Say I am listing facts:
letter(a).
letter(b).
letter(c).
...
letter(z).
vowel(a).
consonant(b).
consonant(c).
consonant(d).
vowel(e).
consonant(f).
...
consonant(z).
If I declare the rules in 'alphabetical' order, I get the following warnings in the console:
Warning: /Users/…/prolog-example.pl:31:
Clauses of vowel/1 are not together in the source-file
Warning: /Users/…/prolog-example.pl:32:
Clauses of consonant/1 are not together in the source-file
Warning: /Users/…/prolog-example.pl:35:
Clauses of vowel/1 are not together in the source-file
Warning: /Users/…/prolog-example.pl:36:
Clauses of consonant/1 are not together in the source-file
Warning: /Users/…/prolog-example.pl:51:
Clauses of vowel/1 are not together in the source-file
But if I do the following:
letter(a).
letter(b).
letter(c).
...
letter(z).
consonant(b).
consonant(c).
consonant(d).
...
consonant(z).
vowel(a).
vowel(e).
vowel(i).
vowel(o).
vowel(u).
vowel(y).
I dont get the warnings.

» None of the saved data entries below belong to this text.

//! Storybook entries: triggerable lore snippets injected into the prompt.

use serde::{Deserialize, Serialize};
use uuid::Uuid;

/// Grouping for storybook entries in the editor.
#[derive(
    Debug,
    Clone,
    Copy,
    PartialEq,
    Eq,
    Hash,
    Serialize,
    Deserialize,
    Default,
    derive_more::Display,
    strum::EnumIter,
)]
#[serde(rename_all = "lowercase")]
pub enum StorybookCategory {
    /// No category assigned
    #[default]
    Uncategorized,
    /// People and creatures
    Character,
    /// Places
    Location,
    /// Objects
    Item,
    /// History, customs, and world facts
    Lore,
}

/// A triggerable lore/context snippet.
///
/// Pinned cards bypass trigger matching entirely and are always injected.
#[derive(Debug, Clone, PartialEq, Eq, Serialize, Deserialize)]
pub struct StoryCard {
    /// Unique card id
    pub id: String,
    /// Card title, shown as the label in the storybook block
    pub title: String,
    /// Text injected into the prompt when the card is selected
    pub content: String,
    /// Keywords matched case-insensitively as substrings of recent text
    pub triggers: Vec<String>,
    /// Editor grouping; not consulted during selection
    #[serde(default)]
    pub category: StorybookCategory,
    /// Always include this card regardless of trigger matches
    #[serde(default)]
    pub is_pinned: bool,
}

impl StoryCard {
    /// Create a new unpinned card.
    pub fn new(
        title: impl Into<String>,
        content: impl Into<String>,
        triggers: Vec<String>,
    ) -> Self {
        Self {
            id: Uuid::new_v4().to_string(),
            title: title.into(),
            content: content.into(),
            triggers,
            category: StorybookCategory::default(),
            is_pinned: false,
        }
    }
}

Are the warnings just warnings
or are they actual errors?
When a predicate definition is discontiguous, the predicate should be declared as such using the standard discontiguous/1
directive before its clauses. In your case:
:- discontiguous([
letter/1,
vowel/,
consonant/1
]).
If you have discontiguous predicates without corresponding discontiguous/1
directives, the consequences depend on the used Prolog system. For example, SWI-Prolog and YAP will print warnings but accept all clauses. GNU Prolog will ignore clauses. ECLiPSe will report a compilation error. In the case the Prolog system doesn't throw an error, a warning is usually still printed as a predicate may be detected as discontiguous due to e.g. a simple typo in a clause head.